Count how many lines of the data include "true". The answer is that number and nothing else.

Collected data entries
##########

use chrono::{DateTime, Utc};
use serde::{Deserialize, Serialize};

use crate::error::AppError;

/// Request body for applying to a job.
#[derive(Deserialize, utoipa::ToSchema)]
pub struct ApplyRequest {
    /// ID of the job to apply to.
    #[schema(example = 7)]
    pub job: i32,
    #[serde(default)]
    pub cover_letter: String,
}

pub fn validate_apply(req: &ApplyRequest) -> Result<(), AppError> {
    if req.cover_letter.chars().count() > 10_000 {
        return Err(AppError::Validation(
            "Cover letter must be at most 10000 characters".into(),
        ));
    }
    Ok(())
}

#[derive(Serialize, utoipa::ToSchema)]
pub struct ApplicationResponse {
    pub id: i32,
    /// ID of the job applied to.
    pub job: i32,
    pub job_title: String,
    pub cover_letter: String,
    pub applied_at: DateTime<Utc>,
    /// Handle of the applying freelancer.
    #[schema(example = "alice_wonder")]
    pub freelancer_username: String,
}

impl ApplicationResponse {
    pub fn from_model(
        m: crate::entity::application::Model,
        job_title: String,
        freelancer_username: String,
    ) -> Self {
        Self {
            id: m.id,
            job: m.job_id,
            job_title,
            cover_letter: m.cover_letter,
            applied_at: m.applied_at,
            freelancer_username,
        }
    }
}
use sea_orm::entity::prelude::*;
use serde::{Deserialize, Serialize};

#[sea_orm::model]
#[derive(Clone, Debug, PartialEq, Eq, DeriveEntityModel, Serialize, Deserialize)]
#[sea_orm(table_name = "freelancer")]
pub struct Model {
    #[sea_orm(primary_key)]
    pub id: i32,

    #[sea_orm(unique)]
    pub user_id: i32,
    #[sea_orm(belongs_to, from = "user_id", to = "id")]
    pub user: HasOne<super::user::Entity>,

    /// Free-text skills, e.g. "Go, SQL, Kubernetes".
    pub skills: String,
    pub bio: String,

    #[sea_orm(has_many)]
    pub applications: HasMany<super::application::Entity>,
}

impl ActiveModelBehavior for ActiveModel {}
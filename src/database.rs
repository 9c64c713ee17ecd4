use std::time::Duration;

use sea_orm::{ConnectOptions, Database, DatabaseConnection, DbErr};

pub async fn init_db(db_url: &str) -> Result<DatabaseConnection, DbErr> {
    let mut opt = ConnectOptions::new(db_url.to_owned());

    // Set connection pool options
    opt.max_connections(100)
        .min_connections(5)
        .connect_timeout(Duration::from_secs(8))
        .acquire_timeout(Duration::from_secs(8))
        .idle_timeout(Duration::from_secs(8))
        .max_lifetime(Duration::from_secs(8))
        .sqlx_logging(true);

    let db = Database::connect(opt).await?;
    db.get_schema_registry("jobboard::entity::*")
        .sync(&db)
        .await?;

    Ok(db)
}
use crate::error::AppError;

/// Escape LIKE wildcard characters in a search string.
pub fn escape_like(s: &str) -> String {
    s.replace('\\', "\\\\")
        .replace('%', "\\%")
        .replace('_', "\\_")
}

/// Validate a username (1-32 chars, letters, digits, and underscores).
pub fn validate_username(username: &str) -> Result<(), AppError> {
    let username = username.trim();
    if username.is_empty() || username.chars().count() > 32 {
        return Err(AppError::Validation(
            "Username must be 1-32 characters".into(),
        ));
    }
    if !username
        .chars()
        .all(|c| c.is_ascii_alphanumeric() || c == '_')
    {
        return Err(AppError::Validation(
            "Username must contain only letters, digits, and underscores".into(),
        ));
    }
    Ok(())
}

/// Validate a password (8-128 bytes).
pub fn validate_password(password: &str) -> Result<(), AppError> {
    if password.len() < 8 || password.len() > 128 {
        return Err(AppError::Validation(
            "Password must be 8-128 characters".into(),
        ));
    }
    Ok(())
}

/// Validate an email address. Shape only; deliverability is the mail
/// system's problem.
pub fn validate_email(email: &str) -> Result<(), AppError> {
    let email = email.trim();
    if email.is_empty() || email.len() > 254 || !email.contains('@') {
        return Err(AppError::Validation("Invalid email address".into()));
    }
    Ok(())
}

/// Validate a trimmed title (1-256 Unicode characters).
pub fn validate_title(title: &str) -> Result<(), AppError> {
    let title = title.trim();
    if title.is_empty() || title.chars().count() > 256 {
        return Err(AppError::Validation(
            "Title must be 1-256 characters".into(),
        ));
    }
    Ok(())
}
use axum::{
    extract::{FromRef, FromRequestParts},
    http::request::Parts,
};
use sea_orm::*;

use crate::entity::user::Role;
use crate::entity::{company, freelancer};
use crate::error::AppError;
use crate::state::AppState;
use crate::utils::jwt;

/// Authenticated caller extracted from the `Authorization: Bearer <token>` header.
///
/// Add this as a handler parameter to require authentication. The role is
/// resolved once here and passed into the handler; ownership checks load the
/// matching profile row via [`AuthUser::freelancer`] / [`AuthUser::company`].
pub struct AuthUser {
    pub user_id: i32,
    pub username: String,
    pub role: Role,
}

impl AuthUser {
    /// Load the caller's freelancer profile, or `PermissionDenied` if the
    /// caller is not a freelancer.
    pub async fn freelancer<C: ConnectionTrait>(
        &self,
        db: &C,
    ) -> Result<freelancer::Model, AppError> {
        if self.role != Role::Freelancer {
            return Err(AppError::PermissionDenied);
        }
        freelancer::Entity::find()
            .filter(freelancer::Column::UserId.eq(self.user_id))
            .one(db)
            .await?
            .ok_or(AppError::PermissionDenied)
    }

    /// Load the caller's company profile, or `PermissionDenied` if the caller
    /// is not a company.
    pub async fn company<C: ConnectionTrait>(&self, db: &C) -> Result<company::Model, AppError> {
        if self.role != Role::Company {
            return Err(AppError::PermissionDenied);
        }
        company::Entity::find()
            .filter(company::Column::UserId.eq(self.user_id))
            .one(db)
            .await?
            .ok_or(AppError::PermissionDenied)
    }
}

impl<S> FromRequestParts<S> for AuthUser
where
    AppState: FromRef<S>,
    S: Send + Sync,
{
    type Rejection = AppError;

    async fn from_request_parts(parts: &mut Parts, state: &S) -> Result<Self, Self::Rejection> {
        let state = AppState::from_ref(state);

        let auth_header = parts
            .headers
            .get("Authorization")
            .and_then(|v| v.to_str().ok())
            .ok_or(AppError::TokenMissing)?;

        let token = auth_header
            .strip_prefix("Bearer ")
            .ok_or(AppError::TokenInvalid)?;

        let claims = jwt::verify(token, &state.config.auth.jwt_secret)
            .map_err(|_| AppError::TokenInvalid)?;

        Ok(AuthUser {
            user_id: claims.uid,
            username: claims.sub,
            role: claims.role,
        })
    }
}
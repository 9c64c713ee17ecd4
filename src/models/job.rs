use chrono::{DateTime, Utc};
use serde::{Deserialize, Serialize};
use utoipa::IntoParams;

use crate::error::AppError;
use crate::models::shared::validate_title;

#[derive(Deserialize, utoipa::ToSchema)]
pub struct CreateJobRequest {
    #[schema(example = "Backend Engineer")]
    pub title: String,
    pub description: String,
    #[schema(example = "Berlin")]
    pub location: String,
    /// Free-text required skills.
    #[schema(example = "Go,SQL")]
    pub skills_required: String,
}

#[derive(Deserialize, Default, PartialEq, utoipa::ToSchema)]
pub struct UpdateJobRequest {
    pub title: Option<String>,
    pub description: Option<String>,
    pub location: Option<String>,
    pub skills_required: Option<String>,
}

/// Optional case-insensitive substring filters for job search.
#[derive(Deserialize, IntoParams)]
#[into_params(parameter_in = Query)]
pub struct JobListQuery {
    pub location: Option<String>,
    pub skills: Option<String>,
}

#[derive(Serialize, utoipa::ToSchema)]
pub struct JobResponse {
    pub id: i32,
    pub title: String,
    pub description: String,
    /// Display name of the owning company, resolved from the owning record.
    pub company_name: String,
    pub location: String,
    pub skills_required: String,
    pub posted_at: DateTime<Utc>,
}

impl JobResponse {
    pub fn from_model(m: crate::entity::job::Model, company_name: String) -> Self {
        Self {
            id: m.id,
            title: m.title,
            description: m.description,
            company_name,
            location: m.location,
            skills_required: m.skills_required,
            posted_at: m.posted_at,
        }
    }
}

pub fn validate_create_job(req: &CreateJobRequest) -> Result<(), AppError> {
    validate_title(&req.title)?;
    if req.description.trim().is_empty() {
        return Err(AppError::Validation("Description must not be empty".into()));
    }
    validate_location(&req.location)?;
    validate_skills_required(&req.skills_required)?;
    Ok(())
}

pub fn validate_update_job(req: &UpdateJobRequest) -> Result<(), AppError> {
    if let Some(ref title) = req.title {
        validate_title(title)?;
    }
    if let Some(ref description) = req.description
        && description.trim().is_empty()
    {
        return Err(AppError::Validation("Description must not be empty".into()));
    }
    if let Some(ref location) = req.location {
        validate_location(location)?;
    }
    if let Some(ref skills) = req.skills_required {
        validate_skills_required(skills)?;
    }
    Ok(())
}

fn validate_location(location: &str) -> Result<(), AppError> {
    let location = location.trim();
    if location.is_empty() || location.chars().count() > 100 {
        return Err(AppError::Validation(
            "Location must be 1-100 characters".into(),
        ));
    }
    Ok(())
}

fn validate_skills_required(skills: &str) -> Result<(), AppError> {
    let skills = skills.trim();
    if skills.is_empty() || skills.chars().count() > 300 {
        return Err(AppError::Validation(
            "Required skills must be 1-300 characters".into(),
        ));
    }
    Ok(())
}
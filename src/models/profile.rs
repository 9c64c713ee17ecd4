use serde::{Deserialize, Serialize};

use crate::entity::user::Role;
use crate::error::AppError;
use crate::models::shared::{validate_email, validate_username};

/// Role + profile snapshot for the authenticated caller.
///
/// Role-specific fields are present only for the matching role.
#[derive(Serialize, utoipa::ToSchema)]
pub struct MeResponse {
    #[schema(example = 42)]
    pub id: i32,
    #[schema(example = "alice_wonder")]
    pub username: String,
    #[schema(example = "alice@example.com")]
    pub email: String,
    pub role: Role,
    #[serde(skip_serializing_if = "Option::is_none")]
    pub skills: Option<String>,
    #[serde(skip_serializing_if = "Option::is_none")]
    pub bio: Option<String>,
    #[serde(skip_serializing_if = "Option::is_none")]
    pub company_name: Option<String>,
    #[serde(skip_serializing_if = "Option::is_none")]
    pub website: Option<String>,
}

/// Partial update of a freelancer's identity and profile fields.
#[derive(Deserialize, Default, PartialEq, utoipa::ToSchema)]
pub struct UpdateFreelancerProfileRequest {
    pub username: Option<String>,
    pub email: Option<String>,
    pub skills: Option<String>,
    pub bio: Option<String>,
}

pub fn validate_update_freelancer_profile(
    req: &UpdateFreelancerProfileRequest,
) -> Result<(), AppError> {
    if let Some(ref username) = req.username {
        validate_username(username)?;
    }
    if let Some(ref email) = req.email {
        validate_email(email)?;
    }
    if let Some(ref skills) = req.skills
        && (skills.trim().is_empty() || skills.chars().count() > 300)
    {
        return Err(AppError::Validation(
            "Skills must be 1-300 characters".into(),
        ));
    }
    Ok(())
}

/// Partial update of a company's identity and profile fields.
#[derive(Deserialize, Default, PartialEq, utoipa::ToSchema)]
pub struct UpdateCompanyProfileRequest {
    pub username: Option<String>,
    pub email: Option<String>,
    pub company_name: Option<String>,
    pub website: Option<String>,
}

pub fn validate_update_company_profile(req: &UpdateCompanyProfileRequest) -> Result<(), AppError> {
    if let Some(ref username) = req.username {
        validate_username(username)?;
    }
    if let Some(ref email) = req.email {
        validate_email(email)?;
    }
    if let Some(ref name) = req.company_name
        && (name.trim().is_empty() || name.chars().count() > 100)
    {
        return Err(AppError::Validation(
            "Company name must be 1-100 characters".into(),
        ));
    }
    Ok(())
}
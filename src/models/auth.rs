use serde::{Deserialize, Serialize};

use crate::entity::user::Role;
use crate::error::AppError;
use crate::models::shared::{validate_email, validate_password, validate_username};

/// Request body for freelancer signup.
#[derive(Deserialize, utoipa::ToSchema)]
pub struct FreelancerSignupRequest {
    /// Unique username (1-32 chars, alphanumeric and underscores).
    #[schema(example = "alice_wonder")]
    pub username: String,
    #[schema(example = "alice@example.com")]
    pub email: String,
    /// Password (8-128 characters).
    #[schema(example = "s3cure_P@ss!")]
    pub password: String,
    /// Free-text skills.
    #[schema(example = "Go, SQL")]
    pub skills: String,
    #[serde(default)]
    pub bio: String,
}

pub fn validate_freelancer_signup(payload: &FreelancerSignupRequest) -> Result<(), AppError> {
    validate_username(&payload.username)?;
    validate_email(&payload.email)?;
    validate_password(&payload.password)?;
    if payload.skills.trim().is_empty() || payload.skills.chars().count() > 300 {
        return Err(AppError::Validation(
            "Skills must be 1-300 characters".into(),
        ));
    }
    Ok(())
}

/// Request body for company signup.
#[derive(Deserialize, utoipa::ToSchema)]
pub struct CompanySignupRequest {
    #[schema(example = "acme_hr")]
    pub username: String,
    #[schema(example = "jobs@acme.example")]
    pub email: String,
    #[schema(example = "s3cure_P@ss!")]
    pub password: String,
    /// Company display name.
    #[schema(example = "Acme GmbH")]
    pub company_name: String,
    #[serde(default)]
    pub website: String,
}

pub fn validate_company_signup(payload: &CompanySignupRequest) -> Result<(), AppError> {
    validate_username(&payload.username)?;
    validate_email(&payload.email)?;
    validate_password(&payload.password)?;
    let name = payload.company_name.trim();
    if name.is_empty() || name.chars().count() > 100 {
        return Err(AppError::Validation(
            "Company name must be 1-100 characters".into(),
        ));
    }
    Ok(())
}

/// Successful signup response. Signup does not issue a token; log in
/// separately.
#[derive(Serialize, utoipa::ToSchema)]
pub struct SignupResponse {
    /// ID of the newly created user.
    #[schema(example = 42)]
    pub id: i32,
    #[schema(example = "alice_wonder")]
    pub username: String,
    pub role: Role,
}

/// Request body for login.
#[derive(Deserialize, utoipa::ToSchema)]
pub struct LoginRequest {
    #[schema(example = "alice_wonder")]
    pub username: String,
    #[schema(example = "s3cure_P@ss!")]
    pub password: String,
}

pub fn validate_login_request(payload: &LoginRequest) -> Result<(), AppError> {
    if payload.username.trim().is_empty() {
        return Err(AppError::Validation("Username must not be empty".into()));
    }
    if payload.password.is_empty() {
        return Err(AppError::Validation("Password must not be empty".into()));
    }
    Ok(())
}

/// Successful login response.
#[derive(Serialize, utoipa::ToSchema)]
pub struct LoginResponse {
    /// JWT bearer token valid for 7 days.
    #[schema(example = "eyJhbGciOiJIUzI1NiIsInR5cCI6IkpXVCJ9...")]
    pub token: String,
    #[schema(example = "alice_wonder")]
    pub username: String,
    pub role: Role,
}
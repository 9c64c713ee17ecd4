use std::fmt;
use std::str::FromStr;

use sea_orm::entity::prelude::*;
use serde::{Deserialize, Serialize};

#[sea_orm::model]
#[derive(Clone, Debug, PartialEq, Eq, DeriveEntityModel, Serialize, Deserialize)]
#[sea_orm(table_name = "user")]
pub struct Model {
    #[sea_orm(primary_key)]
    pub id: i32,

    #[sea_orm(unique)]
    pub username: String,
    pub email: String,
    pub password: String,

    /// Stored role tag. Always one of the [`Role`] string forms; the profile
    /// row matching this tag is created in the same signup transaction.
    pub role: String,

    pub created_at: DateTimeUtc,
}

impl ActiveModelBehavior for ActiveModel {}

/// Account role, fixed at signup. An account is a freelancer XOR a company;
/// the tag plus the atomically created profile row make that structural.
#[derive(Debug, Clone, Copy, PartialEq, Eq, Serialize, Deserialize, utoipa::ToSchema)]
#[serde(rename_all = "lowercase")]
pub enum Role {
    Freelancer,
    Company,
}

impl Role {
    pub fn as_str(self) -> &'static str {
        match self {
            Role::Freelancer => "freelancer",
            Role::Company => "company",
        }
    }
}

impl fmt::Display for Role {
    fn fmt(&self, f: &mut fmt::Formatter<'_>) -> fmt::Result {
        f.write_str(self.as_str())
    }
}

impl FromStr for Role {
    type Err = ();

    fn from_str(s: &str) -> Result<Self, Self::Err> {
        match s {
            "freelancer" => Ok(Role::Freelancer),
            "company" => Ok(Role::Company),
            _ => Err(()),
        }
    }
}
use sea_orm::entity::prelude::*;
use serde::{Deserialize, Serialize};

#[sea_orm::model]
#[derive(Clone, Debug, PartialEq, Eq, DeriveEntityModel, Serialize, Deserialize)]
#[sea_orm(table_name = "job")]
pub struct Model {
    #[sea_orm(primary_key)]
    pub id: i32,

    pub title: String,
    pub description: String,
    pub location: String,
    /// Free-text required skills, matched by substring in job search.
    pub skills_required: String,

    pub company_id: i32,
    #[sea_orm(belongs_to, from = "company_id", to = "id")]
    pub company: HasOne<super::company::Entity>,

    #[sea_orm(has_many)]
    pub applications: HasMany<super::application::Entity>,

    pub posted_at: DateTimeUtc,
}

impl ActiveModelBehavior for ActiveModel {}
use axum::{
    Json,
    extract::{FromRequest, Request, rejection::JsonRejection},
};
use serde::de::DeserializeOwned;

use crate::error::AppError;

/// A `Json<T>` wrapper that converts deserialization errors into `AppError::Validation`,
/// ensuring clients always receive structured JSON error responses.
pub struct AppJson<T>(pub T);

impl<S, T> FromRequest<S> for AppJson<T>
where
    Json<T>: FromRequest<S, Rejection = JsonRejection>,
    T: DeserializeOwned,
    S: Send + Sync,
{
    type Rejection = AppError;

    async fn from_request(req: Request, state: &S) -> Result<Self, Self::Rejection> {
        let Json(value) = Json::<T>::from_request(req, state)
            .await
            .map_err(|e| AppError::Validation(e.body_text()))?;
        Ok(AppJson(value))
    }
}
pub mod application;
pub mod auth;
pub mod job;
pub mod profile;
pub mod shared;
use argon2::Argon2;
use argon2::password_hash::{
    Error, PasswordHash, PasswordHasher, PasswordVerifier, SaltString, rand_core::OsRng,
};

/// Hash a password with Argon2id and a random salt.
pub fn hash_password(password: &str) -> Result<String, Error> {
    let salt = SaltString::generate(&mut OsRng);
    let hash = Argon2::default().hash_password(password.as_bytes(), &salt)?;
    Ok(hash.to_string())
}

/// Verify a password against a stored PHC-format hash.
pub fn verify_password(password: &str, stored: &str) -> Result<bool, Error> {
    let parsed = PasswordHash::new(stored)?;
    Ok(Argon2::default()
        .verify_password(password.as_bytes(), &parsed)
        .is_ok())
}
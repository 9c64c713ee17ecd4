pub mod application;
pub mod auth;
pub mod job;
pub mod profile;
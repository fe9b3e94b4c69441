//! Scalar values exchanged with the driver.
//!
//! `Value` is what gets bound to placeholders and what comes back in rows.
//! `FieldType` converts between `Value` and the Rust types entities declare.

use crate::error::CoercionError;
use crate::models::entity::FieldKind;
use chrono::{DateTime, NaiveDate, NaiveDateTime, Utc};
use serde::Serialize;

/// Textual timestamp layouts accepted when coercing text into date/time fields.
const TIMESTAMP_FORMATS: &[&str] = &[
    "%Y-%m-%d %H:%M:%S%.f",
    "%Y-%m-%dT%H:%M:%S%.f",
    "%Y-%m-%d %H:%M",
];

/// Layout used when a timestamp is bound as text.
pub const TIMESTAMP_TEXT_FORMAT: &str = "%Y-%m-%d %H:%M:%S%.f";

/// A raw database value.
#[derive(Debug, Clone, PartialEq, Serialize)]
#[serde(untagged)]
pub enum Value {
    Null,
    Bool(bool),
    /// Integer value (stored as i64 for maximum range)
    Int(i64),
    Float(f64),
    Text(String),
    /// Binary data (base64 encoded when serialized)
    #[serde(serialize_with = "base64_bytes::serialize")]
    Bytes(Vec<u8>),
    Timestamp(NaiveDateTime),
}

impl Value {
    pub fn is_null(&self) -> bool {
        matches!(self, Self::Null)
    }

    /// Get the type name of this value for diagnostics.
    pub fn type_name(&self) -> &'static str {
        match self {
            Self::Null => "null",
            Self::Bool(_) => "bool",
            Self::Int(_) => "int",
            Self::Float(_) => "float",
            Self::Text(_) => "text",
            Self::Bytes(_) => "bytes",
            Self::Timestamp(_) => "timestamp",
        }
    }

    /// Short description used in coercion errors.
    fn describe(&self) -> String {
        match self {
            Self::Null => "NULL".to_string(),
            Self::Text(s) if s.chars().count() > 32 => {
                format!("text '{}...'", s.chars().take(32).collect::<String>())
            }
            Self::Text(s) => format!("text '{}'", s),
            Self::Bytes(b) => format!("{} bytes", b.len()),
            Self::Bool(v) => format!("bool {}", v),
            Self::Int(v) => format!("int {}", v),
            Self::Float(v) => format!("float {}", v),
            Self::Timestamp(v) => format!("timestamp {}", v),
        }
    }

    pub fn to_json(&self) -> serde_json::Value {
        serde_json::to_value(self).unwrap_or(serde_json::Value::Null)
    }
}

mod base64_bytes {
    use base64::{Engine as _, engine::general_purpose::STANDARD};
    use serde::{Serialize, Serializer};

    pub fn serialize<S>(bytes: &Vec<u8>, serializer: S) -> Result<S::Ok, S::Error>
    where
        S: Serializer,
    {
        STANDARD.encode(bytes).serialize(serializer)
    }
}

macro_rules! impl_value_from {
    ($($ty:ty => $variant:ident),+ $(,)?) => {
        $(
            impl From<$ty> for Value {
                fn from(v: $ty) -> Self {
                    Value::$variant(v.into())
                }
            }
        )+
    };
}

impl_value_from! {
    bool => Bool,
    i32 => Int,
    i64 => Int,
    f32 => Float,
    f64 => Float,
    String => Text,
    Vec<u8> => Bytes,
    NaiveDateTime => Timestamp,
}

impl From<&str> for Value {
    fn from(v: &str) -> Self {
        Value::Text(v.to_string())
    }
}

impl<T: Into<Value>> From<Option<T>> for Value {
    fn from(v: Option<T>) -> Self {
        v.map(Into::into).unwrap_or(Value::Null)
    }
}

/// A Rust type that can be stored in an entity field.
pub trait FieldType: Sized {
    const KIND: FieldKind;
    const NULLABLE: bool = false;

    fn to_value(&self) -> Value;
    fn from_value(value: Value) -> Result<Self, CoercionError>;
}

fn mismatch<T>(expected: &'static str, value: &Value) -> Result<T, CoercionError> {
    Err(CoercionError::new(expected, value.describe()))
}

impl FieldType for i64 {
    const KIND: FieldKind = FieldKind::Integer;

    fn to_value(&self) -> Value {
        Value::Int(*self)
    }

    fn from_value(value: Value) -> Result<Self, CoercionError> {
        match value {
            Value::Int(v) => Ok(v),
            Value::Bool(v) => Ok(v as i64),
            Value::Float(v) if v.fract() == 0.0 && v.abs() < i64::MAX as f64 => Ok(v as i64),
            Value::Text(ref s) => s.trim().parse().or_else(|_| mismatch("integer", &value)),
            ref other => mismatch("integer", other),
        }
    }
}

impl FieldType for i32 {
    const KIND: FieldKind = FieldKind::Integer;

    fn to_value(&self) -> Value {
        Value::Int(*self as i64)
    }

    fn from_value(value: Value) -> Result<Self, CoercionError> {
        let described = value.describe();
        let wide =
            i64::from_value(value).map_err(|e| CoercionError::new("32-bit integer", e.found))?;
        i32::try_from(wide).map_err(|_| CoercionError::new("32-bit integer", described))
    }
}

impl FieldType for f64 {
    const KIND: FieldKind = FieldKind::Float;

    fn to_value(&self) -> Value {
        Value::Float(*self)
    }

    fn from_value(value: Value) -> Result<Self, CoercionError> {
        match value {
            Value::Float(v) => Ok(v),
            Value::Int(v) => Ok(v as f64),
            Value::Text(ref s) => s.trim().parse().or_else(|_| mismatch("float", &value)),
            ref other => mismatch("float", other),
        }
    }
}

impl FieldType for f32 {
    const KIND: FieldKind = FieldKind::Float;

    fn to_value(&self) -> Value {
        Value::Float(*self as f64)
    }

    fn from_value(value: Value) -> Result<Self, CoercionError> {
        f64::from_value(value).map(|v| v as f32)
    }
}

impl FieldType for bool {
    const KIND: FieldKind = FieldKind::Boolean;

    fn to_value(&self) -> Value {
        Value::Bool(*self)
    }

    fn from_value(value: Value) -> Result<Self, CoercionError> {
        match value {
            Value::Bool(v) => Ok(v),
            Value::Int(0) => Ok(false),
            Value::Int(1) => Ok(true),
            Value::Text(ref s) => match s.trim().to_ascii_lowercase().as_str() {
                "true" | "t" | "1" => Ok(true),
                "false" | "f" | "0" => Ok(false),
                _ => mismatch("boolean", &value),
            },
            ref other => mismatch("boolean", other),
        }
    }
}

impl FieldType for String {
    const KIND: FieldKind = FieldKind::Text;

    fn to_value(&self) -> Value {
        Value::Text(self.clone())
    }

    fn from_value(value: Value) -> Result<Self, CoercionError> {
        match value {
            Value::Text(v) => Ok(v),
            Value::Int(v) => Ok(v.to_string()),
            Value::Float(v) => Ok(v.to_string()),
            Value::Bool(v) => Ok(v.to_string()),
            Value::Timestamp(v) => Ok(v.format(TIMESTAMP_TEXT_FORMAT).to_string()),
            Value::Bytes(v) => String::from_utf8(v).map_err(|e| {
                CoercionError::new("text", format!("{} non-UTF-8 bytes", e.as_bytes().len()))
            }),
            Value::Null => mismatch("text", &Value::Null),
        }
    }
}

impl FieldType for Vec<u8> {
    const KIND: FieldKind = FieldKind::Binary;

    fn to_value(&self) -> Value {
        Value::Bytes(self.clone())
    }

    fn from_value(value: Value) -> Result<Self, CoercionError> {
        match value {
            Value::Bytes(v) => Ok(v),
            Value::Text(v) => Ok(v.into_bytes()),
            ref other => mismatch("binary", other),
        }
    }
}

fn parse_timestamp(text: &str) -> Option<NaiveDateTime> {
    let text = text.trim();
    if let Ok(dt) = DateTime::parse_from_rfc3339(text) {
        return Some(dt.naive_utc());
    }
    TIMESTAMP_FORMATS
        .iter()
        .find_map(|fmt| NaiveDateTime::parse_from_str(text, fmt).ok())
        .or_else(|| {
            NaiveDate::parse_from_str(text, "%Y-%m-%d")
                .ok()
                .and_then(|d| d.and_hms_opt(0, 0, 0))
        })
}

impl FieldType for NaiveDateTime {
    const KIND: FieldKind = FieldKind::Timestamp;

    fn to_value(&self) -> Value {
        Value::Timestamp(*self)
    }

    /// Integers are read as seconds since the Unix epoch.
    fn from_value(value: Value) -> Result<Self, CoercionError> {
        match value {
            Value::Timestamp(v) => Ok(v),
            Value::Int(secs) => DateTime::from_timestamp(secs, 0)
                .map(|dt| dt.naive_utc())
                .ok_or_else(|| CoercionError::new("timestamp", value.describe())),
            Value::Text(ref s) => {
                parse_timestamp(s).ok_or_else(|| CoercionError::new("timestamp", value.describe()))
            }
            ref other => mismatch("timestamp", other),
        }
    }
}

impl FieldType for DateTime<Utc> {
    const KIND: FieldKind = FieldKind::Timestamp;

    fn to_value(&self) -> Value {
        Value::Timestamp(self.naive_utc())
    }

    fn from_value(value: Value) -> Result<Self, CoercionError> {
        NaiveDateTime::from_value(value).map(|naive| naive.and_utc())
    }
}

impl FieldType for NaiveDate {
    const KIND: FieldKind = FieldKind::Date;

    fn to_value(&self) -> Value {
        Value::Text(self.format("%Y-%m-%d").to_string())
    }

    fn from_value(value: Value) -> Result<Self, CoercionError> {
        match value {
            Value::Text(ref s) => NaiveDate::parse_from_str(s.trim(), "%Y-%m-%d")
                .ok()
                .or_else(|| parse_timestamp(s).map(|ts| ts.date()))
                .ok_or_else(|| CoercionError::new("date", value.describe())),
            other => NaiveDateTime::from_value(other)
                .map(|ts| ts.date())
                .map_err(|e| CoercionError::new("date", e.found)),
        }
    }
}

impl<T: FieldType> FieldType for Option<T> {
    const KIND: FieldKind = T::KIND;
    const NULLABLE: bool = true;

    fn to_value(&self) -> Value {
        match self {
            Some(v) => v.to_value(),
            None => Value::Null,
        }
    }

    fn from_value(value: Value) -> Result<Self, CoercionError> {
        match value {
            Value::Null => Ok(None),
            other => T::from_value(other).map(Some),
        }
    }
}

##########

### REPLY
4